Você já parou pra pensar quais foram as palavras que dominaram nosso ano? Algumas já eram conhecidas, mas foram completamente renovadas em seu significado. Muitas delas a gente está louco pra cortar do dicionário e passar não apenas 2021 mas toda a próxima década sem ouvir falar. Mas há outros termos que, se tiverem vindo pra ficar, serão muito bem-vindos.

A mais dita, ouvida e reproduzida foi inegavelmente pandemia. Passamos o ano todo tentando controlá-la e ainda não vencemos a batalha. Se tudo der certo, através da vacina (olha aí outra figurinha muito repetida), logo na largada de 2021 a gente dá um descanso pra ela. E, junto, deixa pra trás também a Covid-19 e a coronavírus, outras palavras das quais a gente quer distância.

Conforme a gente foi se acostumando a lidar com tanta novidade, foram surgindo termos que não faziam parte da nossa rotina. Tivemos de nos reinventar e, pra isso, a nossa vida tornou-se muito mais digital. Pra achatar a curva de contágio precisamos fazer isolamento social, que, para alguns, teve o rigor de uma quarentena e, para outros, foi intercalado com períodos de muita aglomeração. Teve home office, ensino remoto e um medo danado de, caso evoluirmos no distanciamento controlado e alcançássemos a bandeira preta pudéssemos viver o chamado lockdown. Mas aí veio a cogestão dos municípios e deu uma tranquilizada, a ponto de nos descuidarmos.

Agora estamos às portas do novo ano e acumulamos ensinamentos. Sabemos que 2021 nos reserva um ano diferente. Depois de estudar, trabalhar, se exercitar e fazer compras online, reaprendemos que o presencial tem seu valor. Show por live e vendas por e-commerce ajudaram, mas a gente quer mesmo é poder sair na rua sem máscara e álcool gel. A vida, assim que estivermos todos imunizados, principalmente o grupo de risco, será híbrida, com a manutenção do que o virtual nos trouxe de bom e a volta das vantagens do contato físico. O melhor dos dois mundos ao nosso dispor.

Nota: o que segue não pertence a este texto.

use std::collections::{BTreeMap, BTreeSet};

use base64::Engine;
use base64::engine::general_purpose::STANDARD;
use http::{Method, StatusCode};
use percent_encoding::{AsciiSet, CONTROLS, utf8_percent_encode};
use serde_json::{Value, json};
use stargate_codec::{
    BuildOptions, ColumnData, ExtractOptions, Extracted, RowResult, Transcoder, build_payload,
    extract,
};
use tracing::debug;

use crate::batch::{Batch, BatchMethod};
use crate::connection::Connection;
use crate::error::ClientError;
use crate::http::{HttpCall, Payload};
use crate::scanner::{ScanOptions, Scanner};

// ── Fetch options ───────────────────────────────────────────

/// Which columns of a row to read.
#[derive(Debug, Clone, PartialEq)]
pub enum ColumnSelection {
    /// Whole column families.
    Families(Vec<String>),
    /// Specific qualifiers, per family.
    Qualifiers(BTreeMap<String, Vec<String>>),
}

impl ColumnSelection {
    pub fn families<I, S>(families: I) -> Self
    where
        I: IntoIterator<Item = S>,
        S: Into<String>,
    {
        Self::Families(families.into_iter().map(Into::into).collect())
    }

    /// Comma-joined selectors: `family` or `family:qualifier`.
    pub fn selectors(&self) -> String {
        self.join(|part| part.to_string())
    }

    fn join(&self, part: impl Fn(&str) -> String) -> String {
        let part = &part;
        match self {
            Self::Families(families) => families
                .iter()
                .map(|family| part(family))
                .collect::<Vec<_>>()
                .join(","),
            Self::Qualifiers(qualifiers) => qualifiers
                .iter()
                .flat_map(move |(family, qualifiers)| {
                    qualifiers
                        .iter()
                        .map(move |qualifier| format!("{}:{}", part(family), part(qualifier)))
                })
                .collect::<Vec<_>>()
                .join(","),
        }
    }
}

#[derive(Debug, Clone, Default)]
pub struct FetchOptions {
    pub columns: Option<ColumnSelection>,
    /// Ask for up to this many versions of each cell.
    pub versions: Option<u32>,
    /// Overrides the connection-wide `perfect_dict`.
    pub perfect_dict: Option<bool>,
}

impl FetchOptions {
    pub fn columns(mut self, columns: ColumnSelection) -> Self {
        self.columns = Some(columns);
        self
    }

    pub fn versions(mut self, versions: u32) -> Self {
        self.versions = Some(versions);
        self
    }

    pub fn perfect_dict(mut self, perfect_dict: bool) -> Self {
        self.perfect_dict = Some(perfect_dict);
        self
    }
}

// ── URLs ────────────────────────────────────────────────────

/// Escaped in row keys, families and qualifiers. `:` and `,` separate
/// selectors, so they are escaped too.
const SEGMENT: &AsciiSet = &CONTROLS
    .add(b' ')
    .add(b'"')
    .add(b'#')
    .add(b'%')
    .add(b'/')
    .add(b'<')
    .add(b'>')
    .add(b'?')
    .add(b'[')
    .add(b'\\')
    .add(b']')
    .add(b'^')
    .add(b'`')
    .add(b'{')
    .add(b'|')
    .add(b'}')
    .add(b',')
    .add(b':');

fn segment(part: &str) -> String {
    utf8_percent_encode(part, SEGMENT).to_string()
}

/// `table/{row}/[selectors][?v=n]`, with row and selectors percent-encoded.
pub(crate) fn fetch_path(table: &str, row: &str, options: &FetchOptions) -> String {
    let mut path = format!("{table}/{}/", segment(row));
    if let Some(columns) = &options.columns {
        path.push_str(&columns.join(segment));
    }
    if let Some(versions) = options.versions {
        path.push_str(&format!("?v={versions}"));
    }
    path
}

/// `table/{base64(row)}/{target}` when the data names a single family (or a
/// single flat column), `table/{base64(row)}` otherwise.
pub(crate) fn put_path(table: &str, row: &str, columns: &ColumnData) -> String {
    let row = STANDARD.encode(row);
    match columns.single_target() {
        Some(target) => format!("{table}/{row}/{target}"),
        None => format!("{table}/{row}"),
    }
}

/// `table/{row}[/{column}[:{qualifier}]]`, each part percent-encoded.
pub(crate) fn delete_path(
    table: &str,
    row: &str,
    column: Option<&str>,
    qualifier: Option<&str>,
) -> Result<String, ClientError> {
    let row = segment(row);
    let column = column.map(segment);
    let qualifier = qualifier.map(segment);
    match (column.as_deref(), qualifier.as_deref()) {
        (None, Some(_)) => Err(ClientError::InvalidArguments(
            "qualifier can't be given without column".into(),
        )),
        (Some(column), Some(qualifier)) => Ok(format!("{table}/{row}/{column}:{qualifier}")),
        (Some(column), None) => Ok(format!("{table}/{row}/{column}")),
        (None, None) => Ok(format!("{table}/{row}")),
    }
}

fn schema_body(table: &str, columns: &BTreeSet<String>) -> Value {
    let column_schema: Vec<Value> = columns.iter().map(|name| json!({ "name": name })).collect();
    json!({ "name": table, "ColumnSchema": column_schema })
}

// ── Table ───────────────────────────────────────────────────

/// Row and schema operations on one table.
///
/// Row reads and writes check that the table exists first and return
/// `Ok(None)` when it does not.
pub struct Table<'a, C> {
    connection: &'a Connection<C>,
    name: String,
}

impl<'a, C: HttpCall> Table<'a, C> {
    pub(crate) fn new(connection: &'a Connection<C>, name: &str) -> Self {
        Self {
            connection,
            name: name.to_string(),
        }
    }

    pub fn name(&self) -> &str {
        &self.name
    }

    pub fn exists(&self) -> Result<bool, ClientError> {
        self.connection.table_exists(&self.name)
    }

    fn status_of(
        &self,
        method: Method,
        path: &str,
        payload: &Payload,
    ) -> Result<Option<StatusCode>, ClientError> {
        Ok(self
            .connection
            .send(method, path, payload)?
            .map(|response| response.status))
    }

    // ── Reads ───────────────────────────────────────────────

    /// Fetch the base64-decoded response for a row, untouched.
    pub fn fetch_raw(&self, row: &str, options: &FetchOptions) -> Result<Option<Value>, ClientError> {
        if !self.exists()? {
            return Ok(None);
        }

        let path = fetch_path(&self.name, row, options);
        let Some(response) = self.connection.send(Method::GET, &path, &Payload::Empty)? else {
            return Ok(None);
        };
        if response.status != StatusCode::OK {
            return Ok(None);
        }
        match response.body {
            Some(body) => Ok(Some(Transcoder::decoder().transcode(&body)?)),
            None => Ok(None),
        }
    }

    /// Fetch a row, or the selected columns of it.
    ///
    /// The gateway answers with one row, so the result is
    /// [`Extracted::Single`]. With `versions`, repeated cells of a column are
    /// merged and the last one returned wins.
    pub fn fetch(&self, row: &str, options: &FetchOptions) -> Result<Option<Extracted>, ClientError> {
        let perfect_dict = options
            .perfect_dict
            .unwrap_or(self.connection.perfect_dict());
        let Some(decoded) = self.fetch_raw(row, options)? else {
            return Ok(None);
        };
        let extract_options = ExtractOptions {
            perfect_dict,
            with_row_id: false,
        };
        Ok(Some(extract(&decoded, extract_options)?))
    }

    /// Open a scanner over the table.
    pub fn scanner(&self, options: &ScanOptions) -> Result<Scanner<'a, C>, ClientError> {
        Scanner::open(self.connection, &self.name, options)
    }

    /// Every row of the table, read through a scanner that is deleted
    /// afterwards.
    pub fn fetch_all_rows(&self, options: &ScanOptions) -> Result<Option<Vec<RowResult>>, ClientError> {
        if !self.exists()? {
            return Ok(None);
        }

        let extract_options = ExtractOptions {
            perfect_dict: options
                .perfect_dict
                .unwrap_or(self.connection.perfect_dict()),
            with_row_id: options.with_row_id,
        };

        let mut scanner = self.scanner(options)?;
        let rows = scanner.results(extract_options);
        scanner.delete()?;
        rows.map(Some)
    }

    // ── Writes ──────────────────────────────────────────────

    fn write(
        &self,
        method: Method,
        row: &str,
        columns: &ColumnData,
        timestamp: Option<u64>,
    ) -> Result<Option<StatusCode>, ClientError> {
        if !self.exists()? {
            return Ok(None);
        }

        let path = put_path(&self.name, row, columns);
        let options = BuildOptions {
            timestamp,
            encode: true,
        };
        let payload = Payload::from(build_payload(row, columns, options));
        debug!(table = %self.name, row, %method, "writing row");
        self.status_of(method, &path, &payload)
    }

    /// Store a row (PUT).
    pub fn insert(
        &self,
        row: &str,
        columns: &ColumnData,
        timestamp: Option<u64>,
    ) -> Result<Option<StatusCode>, ClientError> {
        self.write(Method::PUT, row, columns, timestamp)
    }

    /// Update a row (POST).
    pub fn update(
        &self,
        row: &str,
        columns: &ColumnData,
        timestamp: Option<u64>,
    ) -> Result<Option<StatusCode>, ClientError> {
        self.write(Method::POST, row, columns, timestamp)
    }

    /// Delete a whole row, one column family of it, or a single qualifier.
    pub fn remove(
        &self,
        row: &str,
        column: Option<&str>,
        qualifier: Option<&str>,
    ) -> Result<Option<StatusCode>, ClientError> {
        let path = delete_path(&self.name, row, column, qualifier)?;
        self.status_of(Method::DELETE, &path, &Payload::Empty)
    }

    /// Queue writes for this table. `None` when the table does not exist.
    pub fn batch(
        &self,
        method: BatchMethod,
        size: Option<usize>,
    ) -> Result<Option<Batch<'a, C>>, ClientError> {
        if !self.exists()? {
            return Ok(None);
        }
        Ok(Some(Batch::new(self.connection, &self.name, method, size)))
    }

    // ── Schema ──────────────────────────────────────────────

    fn schema_path(&self) -> String {
        format!("{}/schema", self.name)
    }

    /// Create the table. `None` when it already exists; 201 on success.
    pub fn create(&self, columns: &[&str]) -> Result<Option<StatusCode>, ClientError> {
        if self.exists()? {
            return Ok(None);
        }
        let columns: BTreeSet<String> = columns.iter().map(|c| c.to_string()).collect();
        let payload = Payload::Json(schema_body(&self.name, &columns));
        self.status_of(Method::PUT, &self.schema_path(), &payload)
    }

    pub fn drop(&self) -> Result<Option<StatusCode>, ClientError> {
        self.status_of(Method::DELETE, &self.schema_path(), &Payload::Empty)
    }

    pub fn schema(&self) -> Result<Option<Value>, ClientError> {
        Ok(self
            .connection
            .send(Method::GET, &self.schema_path(), &Payload::Empty)?
            .and_then(|response| response.body))
    }

    /// Column family names.
    pub fn columns(&self) -> Result<Vec<String>, ClientError> {
        let names = self
            .schema()?
            .as_ref()
            .and_then(|schema| schema.get("ColumnSchema"))
            .and_then(Value::as_array)
            .map(|families| {
                families
                    .iter()
                    .filter_map(|family| family.get("name").and_then(Value::as_str))
                    .map(str::to_string)
                    .collect()
            })
            .unwrap_or_default();
        Ok(names)
    }

    /// Region metadata of the table.
    pub fn regions(&self) -> Result<Option<Value>, ClientError> {
        let path = format!("{}/regions", self.name);
        Ok(self
            .connection
            .send(Method::GET, &path, &Payload::Empty)?
            .and_then(|response| response.body))
    }

    fn update_schema(
        &self,
        columns: &BTreeSet<String>,
        method: Method,
    ) -> Result<Option<StatusCode>, ClientError> {
        if !self.exists()? {
            return Ok(None);
        }
        let payload = Payload::Json(schema_body(&self.name, columns));
        self.status_of(method, &self.schema_path(), &payload)
    }

    /// Add column families (POST schema).
    pub fn add_columns(&self, columns: &[&str]) -> Result<Option<StatusCode>, ClientError> {
        let columns: BTreeSet<String> = columns.iter().map(|c| c.to_string()).collect();
        self.update_schema(&columns, Method::POST)
    }

    /// Drop column families by replacing the schema with the remaining ones.
    pub fn drop_columns(&self, columns: &[&str]) -> Result<Option<StatusCode>, ClientError> {
        let remaining: BTreeSet<String> = self
            .columns()?
            .into_iter()
            .filter(|existing| !columns.contains(&existing.as_str()))
            .collect();
        self.update_schema(&remaining, Method::PUT)
    }
}
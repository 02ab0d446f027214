//! The HTTP seam between the client and the gateway.
//!
//! Everything above this module talks in `http::Request<Vec<u8>>` and
//! `http::Response<Vec<u8>>`; [`UreqCall`] is the blocking implementation
//! used in production, tests script their own [`HttpCall`].

use std::sync::Arc;
use std::time::Duration;

use http::{Method, Request, Response};
use serde_json::Value;
use stargate_codec::RowSet;

use crate::error::ClientError;

pub const MEDIA_TYPE_XML: &str = "text/xml";

pub trait HttpCall: Send + Sync {
    /// Perform one attempt. Any status code is a response, not an error;
    /// `Err` means no response was obtained.
    fn call(&self, request: &Request<Vec<u8>>) -> Result<Response<Vec<u8>>, ClientError>;
}

impl<T: HttpCall + ?Sized> HttpCall for Arc<T> {
    fn call(&self, request: &Request<Vec<u8>>) -> Result<Response<Vec<u8>>, ClientError> {
        (**self).call(request)
    }
}

// ── Payload ─────────────────────────────────────────────────

/// A request body.
#[derive(Debug, Clone, PartialEq)]
pub enum Payload {
    Empty,
    Json(Value),
    /// Sent verbatim with an XML content type.
    Xml(String),
}

impl Payload {
    /// Text starting with `<` is taken as a pre-formed XML document; anything
    /// else is sent as a JSON string.
    pub fn from_text(text: impl Into<String>) -> Self {
        let text = text.into();
        if text.starts_with('<') {
            Self::Xml(text)
        } else {
            Self::Json(Value::String(text))
        }
    }

    /// The `Content-Type` for this payload on a connection speaking
    /// `media_type`.
    pub fn content_type(&self, media_type: &str) -> String {
        match self {
            Self::Xml(_) => MEDIA_TYPE_XML.to_string(),
            Self::Empty | Self::Json(_) => format!("{media_type}; charset=UTF-8"),
        }
    }

    pub fn to_bytes(&self) -> Result<Vec<u8>, ClientError> {
        match self {
            Self::Empty => Ok(Vec::new()),
            Self::Json(value) => Ok(serde_json::to_vec(value)?),
            Self::Xml(text) => Ok(text.clone().into_bytes()),
        }
    }
}

impl From<RowSet> for Payload {
    fn from(rows: RowSet) -> Self {
        Self::Json(rows.to_value())
    }
}

impl From<Value> for Payload {
    fn from(value: Value) -> Self {
        Self::Json(value)
    }
}

// ── ureq ────────────────────────────────────────────────────

/// Blocking HTTP over a shared `ureq` agent.
pub struct UreqCall {
    agent: ureq::Agent,
}

impl UreqCall {
    pub fn new(timeout: Option<Duration>) -> Self {
        let config = ureq::Agent::config_builder()
            .http_status_as_error(false)
            .timeout_global(timeout)
            .build();
        Self {
            agent: config.into(),
        }
    }
}

impl Default for UreqCall {
    fn default() -> Self {
        Self::new(None)
    }
}

impl HttpCall for UreqCall {
    fn call(&self, request: &Request<Vec<u8>>) -> Result<Response<Vec<u8>>, ClientError> {
        let uri = request.uri().to_string();
        let body = request.body().as_slice();

        let response = match request.method() {
            &Method::GET => with_headers(self.agent.get(&uri), request).call()?,
            &Method::DELETE => with_headers(self.agent.delete(&uri), request).call()?,
            &Method::PUT => with_headers(self.agent.put(&uri), request).send(body)?,
            &Method::POST => with_headers(self.agent.post(&uri), request).send(body)?,
            other => {
                return Err(ClientError::InvalidArguments(format!(
                    "unsupported method {other}"
                )));
            }
        };

        let (parts, mut body) = response.into_parts();
        let bytes = body.read_to_vec()?;
        Ok(Response::from_parts(parts, bytes))
    }
}

fn with_headers<B>(
    mut builder: ureq::RequestBuilder<B>,
    request: &Request<Vec<u8>>,
) -> ureq::RequestBuilder<B> {
    for (name, value) in request.headers() {
        if let Ok(value) = value.to_str() {
            builder = builder.header(name.as_str(), value);
        }
    }
    builder
}
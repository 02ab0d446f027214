use std::collections::BTreeSet;
use std::time::Duration;

use base64::Engine;
use base64::engine::general_purpose::STANDARD;
use http::header::{ACCEPT, AUTHORIZATION, CONTENT_TYPE, LOCATION};
use http::{HeaderMap, Method, Request, Response, StatusCode};
use serde_json::Value;
use tracing::{debug, error, warn};

use crate::config::RetryConfig;
use crate::error::ClientError;
use crate::http::{HttpCall, Payload};

// ── Sleeping ────────────────────────────────────────────────

/// Blocks the calling thread between attempts.
pub trait Sleep: Send + Sync {
    fn sleep(&self, duration: Duration);
}

pub struct ThreadSleep;

impl Sleep for ThreadSleep {
    fn sleep(&self, duration: Duration) {
        std::thread::sleep(duration);
    }
}

// ── Policy ──────────────────────────────────────────────────

#[derive(Debug, Clone, PartialEq)]
pub struct RetryPolicy {
    pub max_retries: u32,
    pub base_delay: Duration,
    pub retriable: BTreeSet<u16>,
    pub fail_silently: bool,
}

impl Default for RetryPolicy {
    fn default() -> Self {
        Self::from(&RetryConfig::default())
    }
}

impl From<&RetryConfig> for RetryPolicy {
    fn from(config: &RetryConfig) -> Self {
        Self {
            max_retries: config.max_retries,
            base_delay: Duration::from_millis(config.base_delay_ms),
            retriable: config.retriable.iter().copied().collect(),
            fail_silently: config.fail_silently,
        }
    }
}

impl RetryPolicy {
    /// Backoff before attempt `attempt + 1`: `base_delay * 2^attempt`.
    pub fn delay(&self, attempt: u32) -> Duration {
        self.base_delay.saturating_mul(2u32.saturating_pow(attempt))
    }

    pub fn is_retriable(&self, status: StatusCode) -> bool {
        self.retriable.contains(&status.as_u16())
    }
}

// ── Response ────────────────────────────────────────────────

#[derive(Debug, Clone)]
pub struct GatewayResponse {
    pub status: StatusCode,
    pub headers: HeaderMap,
    /// The body parsed as JSON. `None` for empty or non-JSON bodies.
    pub body: Option<Value>,
}

impl GatewayResponse {
    pub fn is_success(&self) -> bool {
        self.status.is_success()
    }

    pub fn location(&self) -> Option<&str> {
        self.headers.get(LOCATION).and_then(|v| v.to_str().ok())
    }
}

// ── Transport ───────────────────────────────────────────────

/// Sends requests to the gateway, retrying retriable outcomes with
/// exponential backoff.
///
/// A call makes up to `max_retries + 1` attempts. An attempt ends the call
/// unless it got a retriable status or no response at all. When attempts run
/// out the call yields `Ok(None)`, or [`ClientError::Exhausted`] when
/// `fail_silently` is off.
pub struct RetryingTransport<C> {
    call: C,
    sleeper: Box<dyn Sleep>,
    policy: RetryPolicy,
    base_url: String,
    media_type: &'static str,
    authorization: Option<String>,
}

impl<C: HttpCall> RetryingTransport<C> {
    pub fn new(call: C, base_url: impl Into<String>, media_type: &'static str) -> Self {
        Self {
            call,
            sleeper: Box::new(ThreadSleep),
            policy: RetryPolicy::default(),
            base_url: base_url.into(),
            media_type,
            authorization: None,
        }
    }

    pub fn with_policy(mut self, policy: RetryPolicy) -> Self {
        self.policy = policy;
        self
    }

    pub fn with_sleeper(mut self, sleeper: impl Sleep + 'static) -> Self {
        self.sleeper = Box::new(sleeper);
        self
    }

    pub fn with_basic_auth(mut self, user: &str, password: &str) -> Self {
        let token = STANDARD.encode(format!("{user}:{password}"));
        self.authorization = Some(format!("Basic {token}"));
        self
    }

    pub fn policy(&self) -> &RetryPolicy {
        &self.policy
    }

    pub fn url(&self, path: &str) -> String {
        format!("{}{}", self.base_url, path)
    }

    pub fn send(
        &self,
        method: Method,
        path: &str,
        payload: &Payload,
    ) -> Result<Option<GatewayResponse>, ClientError> {
        let url = self.url(path);
        let request = self.build_request(method, &url, payload)?;

        let mut attempt = 0;
        loop {
            match self.call.call(&request) {
                Ok(response) if !self.policy.is_retriable(response.status()) => {
                    debug!(method = %request.method(), %url, status = %response.status(), attempt, "gateway responded");
                    return self.finish(response, url);
                }
                Ok(response) => {
                    warn!(method = %request.method(), %url, status = %response.status(), attempt, "retriable status");
                }
                Err(ClientError::Transport(e)) => {
                    warn!(method = %request.method(), %url, error = %e, attempt, "no response");
                }
                Err(e) => return Err(e),
            }

            if attempt >= self.policy.max_retries {
                let attempts = attempt + 1;
                error!(method = %request.method(), %url, attempts, "giving up");
                if self.policy.fail_silently {
                    return Ok(None);
                }
                return Err(ClientError::Exhausted { attempts, url });
            }

            let delay = self.policy.delay(attempt);
            debug!(?delay, attempt, "backing off");
            self.sleeper.sleep(delay);
            attempt += 1;
        }
    }

    fn build_request(
        &self,
        method: Method,
        url: &str,
        payload: &Payload,
    ) -> Result<Request<Vec<u8>>, ClientError> {
        let body = if method == Method::DELETE {
            Vec::new()
        } else {
            payload.to_bytes()?
        };

        let mut builder = Request::builder()
            .method(method)
            .uri(url)
            .header(ACCEPT, self.media_type)
            .header(CONTENT_TYPE, payload.content_type(self.media_type));
        if let Some(authorization) = &self.authorization {
            builder = builder.header(AUTHORIZATION, authorization.as_str());
        }
        Ok(builder.body(body)?)
    }

    fn finish(
        &self,
        response: Response<Vec<u8>>,
        url: String,
    ) -> Result<Option<GatewayResponse>, ClientError> {
        let (parts, body) = response.into_parts();
        if !self.policy.fail_silently && !parts.status.is_success() {
            return Err(ClientError::Status {
                status: parts.status,
                url,
            });
        }

        let body = if body.is_empty() {
            None
        } else {
            serde_json::from_slice(&body).ok()
        };
        Ok(Some(GatewayResponse {
            status: parts.status,
            headers: parts.headers,
            body,
        }))
    }
}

Quase terminando este ano atípico, convém lembrar de duas palavras cujos significados mudaram no íntimo de cada um. 2020 foi o ano em que profissionais da saúde foram chamados de heróis. Sua função na sociedade não mudou, foi o nosso olhar sobre eles que, enfim, lhes deu a correta valorização. E num ano em que tantas pessoas dependeram de auxílio emergencial, a palavra que sai fortalecida e não pode jamais ser esquecida é solidariedade. Nunca vimos tantas campanhas de doação como nos últimos 12 meses. A torcida é para que, no futuro, nós tenhamos menos necessidade, mas, nem por isso percamos a oportunidade de ajudar ao próximo. Vem 2021, eu quero o meu novo normal.